### TASK BRIEF
Which lines of the entries contain the string "credentials"? Copy each of them.

──────── SOURCE MATERIAL ────────

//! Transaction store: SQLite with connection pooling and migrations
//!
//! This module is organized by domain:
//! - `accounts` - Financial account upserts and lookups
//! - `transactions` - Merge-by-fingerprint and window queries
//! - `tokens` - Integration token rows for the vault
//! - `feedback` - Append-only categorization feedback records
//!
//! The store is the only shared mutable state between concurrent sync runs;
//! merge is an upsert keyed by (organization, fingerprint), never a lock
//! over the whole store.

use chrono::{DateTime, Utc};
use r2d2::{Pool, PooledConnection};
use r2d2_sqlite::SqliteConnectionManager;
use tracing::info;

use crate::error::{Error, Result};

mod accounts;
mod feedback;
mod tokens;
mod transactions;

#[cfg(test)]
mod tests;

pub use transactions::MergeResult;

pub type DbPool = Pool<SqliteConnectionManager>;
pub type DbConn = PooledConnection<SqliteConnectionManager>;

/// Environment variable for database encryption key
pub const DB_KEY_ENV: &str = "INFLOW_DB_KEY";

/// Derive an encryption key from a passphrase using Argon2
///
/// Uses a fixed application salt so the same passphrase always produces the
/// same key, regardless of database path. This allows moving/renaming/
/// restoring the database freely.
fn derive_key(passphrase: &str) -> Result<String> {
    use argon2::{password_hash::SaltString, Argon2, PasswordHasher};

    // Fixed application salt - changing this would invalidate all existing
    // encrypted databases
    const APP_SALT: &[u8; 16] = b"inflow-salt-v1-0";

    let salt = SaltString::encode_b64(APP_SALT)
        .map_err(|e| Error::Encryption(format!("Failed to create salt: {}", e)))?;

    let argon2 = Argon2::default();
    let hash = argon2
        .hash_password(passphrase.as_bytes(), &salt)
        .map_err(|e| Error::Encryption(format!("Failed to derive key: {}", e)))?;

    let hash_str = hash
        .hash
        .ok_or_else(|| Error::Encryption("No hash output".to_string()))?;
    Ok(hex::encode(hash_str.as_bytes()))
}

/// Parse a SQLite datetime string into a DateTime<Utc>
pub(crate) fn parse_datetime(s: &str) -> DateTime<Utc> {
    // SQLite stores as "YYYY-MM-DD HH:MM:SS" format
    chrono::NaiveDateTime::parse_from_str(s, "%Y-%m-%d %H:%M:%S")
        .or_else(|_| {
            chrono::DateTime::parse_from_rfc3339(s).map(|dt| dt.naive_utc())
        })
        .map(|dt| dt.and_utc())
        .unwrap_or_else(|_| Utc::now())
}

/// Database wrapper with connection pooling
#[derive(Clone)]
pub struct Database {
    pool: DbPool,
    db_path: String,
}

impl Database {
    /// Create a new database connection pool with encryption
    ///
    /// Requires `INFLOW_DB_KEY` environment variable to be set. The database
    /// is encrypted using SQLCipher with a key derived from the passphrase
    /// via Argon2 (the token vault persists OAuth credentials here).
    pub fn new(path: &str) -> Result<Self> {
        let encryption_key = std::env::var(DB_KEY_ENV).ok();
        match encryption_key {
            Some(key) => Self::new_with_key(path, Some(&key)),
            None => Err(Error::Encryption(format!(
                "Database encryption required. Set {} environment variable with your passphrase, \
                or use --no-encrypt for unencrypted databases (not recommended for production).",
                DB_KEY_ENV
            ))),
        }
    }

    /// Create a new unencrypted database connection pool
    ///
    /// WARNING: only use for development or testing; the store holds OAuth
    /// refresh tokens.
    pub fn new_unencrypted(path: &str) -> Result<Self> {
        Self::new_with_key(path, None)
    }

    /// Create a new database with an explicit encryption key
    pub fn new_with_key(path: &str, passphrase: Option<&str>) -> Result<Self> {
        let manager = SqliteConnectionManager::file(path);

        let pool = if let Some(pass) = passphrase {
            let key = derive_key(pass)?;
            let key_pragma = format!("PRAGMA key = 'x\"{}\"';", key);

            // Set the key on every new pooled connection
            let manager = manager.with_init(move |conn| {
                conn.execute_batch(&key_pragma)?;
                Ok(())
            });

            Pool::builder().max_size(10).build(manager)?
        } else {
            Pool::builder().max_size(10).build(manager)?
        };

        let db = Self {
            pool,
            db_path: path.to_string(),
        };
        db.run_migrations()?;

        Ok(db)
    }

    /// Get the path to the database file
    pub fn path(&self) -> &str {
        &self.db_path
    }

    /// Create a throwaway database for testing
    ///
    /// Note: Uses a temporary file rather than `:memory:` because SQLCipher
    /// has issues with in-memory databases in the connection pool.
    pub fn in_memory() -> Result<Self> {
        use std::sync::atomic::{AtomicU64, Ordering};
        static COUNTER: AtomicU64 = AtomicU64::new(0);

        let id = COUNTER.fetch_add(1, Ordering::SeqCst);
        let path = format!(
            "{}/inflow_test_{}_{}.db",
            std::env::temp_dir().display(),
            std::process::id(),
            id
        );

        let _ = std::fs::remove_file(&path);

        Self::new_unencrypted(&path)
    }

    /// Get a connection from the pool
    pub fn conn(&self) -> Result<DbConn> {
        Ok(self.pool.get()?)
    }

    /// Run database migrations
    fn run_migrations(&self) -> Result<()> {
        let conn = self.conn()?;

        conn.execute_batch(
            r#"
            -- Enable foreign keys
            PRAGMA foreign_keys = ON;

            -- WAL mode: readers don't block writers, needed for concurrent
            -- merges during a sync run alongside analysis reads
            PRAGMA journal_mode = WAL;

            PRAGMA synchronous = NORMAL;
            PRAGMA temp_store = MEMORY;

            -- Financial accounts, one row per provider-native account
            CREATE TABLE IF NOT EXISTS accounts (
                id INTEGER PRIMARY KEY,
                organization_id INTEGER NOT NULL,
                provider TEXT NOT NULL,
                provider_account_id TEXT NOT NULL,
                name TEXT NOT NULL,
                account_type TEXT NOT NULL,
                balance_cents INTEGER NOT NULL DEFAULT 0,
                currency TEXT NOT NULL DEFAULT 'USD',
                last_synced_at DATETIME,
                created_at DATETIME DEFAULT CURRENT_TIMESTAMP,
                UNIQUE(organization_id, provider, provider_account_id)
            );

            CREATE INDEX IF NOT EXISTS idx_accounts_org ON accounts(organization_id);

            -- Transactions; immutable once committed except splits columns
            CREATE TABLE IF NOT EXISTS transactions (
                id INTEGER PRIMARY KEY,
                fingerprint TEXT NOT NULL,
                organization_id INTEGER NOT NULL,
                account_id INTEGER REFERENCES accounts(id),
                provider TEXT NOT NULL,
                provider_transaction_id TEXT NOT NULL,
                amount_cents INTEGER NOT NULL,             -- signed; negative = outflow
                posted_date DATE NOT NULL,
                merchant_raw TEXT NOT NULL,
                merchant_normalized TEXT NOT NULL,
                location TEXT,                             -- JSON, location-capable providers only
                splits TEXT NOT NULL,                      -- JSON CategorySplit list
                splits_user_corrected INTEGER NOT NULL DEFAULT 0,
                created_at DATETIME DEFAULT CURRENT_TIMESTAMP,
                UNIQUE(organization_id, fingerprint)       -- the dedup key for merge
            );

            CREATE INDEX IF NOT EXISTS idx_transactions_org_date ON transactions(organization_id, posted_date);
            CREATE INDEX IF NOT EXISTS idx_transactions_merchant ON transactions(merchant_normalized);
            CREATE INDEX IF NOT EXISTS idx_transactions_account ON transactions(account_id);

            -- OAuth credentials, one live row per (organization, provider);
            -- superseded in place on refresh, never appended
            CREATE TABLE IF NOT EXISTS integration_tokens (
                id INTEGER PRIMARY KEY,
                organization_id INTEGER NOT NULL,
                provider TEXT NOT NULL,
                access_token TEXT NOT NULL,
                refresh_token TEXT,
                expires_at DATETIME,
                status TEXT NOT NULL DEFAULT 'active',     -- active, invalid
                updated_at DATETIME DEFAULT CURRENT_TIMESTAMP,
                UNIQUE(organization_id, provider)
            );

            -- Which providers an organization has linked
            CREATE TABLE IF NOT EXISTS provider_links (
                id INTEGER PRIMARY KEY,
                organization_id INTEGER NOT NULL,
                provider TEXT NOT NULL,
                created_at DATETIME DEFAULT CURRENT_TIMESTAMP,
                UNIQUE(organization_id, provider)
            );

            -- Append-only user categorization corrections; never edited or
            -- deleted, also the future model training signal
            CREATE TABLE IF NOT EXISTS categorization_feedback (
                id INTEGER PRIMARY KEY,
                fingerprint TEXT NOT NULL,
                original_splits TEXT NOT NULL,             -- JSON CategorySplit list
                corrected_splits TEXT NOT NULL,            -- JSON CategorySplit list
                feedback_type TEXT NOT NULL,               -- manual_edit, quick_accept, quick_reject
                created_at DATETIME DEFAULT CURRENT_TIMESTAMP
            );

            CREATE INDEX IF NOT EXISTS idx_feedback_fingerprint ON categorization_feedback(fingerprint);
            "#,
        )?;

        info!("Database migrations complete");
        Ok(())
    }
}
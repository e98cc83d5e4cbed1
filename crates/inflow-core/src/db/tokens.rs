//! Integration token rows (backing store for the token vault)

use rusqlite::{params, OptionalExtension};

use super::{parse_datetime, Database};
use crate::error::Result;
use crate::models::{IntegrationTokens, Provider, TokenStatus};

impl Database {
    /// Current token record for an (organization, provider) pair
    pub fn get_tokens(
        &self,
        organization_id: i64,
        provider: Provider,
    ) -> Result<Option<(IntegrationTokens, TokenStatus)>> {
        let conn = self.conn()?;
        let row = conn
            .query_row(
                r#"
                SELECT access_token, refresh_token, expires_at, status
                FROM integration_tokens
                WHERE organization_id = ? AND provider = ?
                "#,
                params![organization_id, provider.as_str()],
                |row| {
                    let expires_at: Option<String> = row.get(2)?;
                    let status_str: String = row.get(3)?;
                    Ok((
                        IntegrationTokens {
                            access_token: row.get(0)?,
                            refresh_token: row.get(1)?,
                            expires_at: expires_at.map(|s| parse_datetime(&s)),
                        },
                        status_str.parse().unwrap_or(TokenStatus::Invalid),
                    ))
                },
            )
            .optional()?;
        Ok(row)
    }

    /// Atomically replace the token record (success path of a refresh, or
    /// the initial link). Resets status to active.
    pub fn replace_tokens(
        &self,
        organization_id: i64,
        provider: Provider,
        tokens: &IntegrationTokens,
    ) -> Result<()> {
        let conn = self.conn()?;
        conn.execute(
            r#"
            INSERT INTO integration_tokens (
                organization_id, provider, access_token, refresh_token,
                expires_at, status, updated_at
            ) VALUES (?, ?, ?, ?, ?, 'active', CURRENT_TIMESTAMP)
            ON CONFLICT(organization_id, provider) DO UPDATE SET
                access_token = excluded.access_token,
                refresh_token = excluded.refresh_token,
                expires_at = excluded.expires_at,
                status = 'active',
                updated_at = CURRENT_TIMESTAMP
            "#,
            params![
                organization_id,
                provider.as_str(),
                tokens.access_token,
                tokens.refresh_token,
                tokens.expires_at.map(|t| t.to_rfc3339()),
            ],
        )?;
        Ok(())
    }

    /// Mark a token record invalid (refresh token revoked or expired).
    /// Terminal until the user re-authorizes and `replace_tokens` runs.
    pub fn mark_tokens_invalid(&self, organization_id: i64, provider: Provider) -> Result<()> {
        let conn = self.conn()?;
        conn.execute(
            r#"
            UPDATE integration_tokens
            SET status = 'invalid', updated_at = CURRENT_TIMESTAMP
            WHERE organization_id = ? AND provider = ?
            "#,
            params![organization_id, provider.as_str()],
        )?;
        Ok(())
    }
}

────────

### SOLUTION TO THE PROBLEM
    /// via Argon2 (the token vault persists OAuth credentials here).
            -- OAuth credentials, one live row per (organization, provider);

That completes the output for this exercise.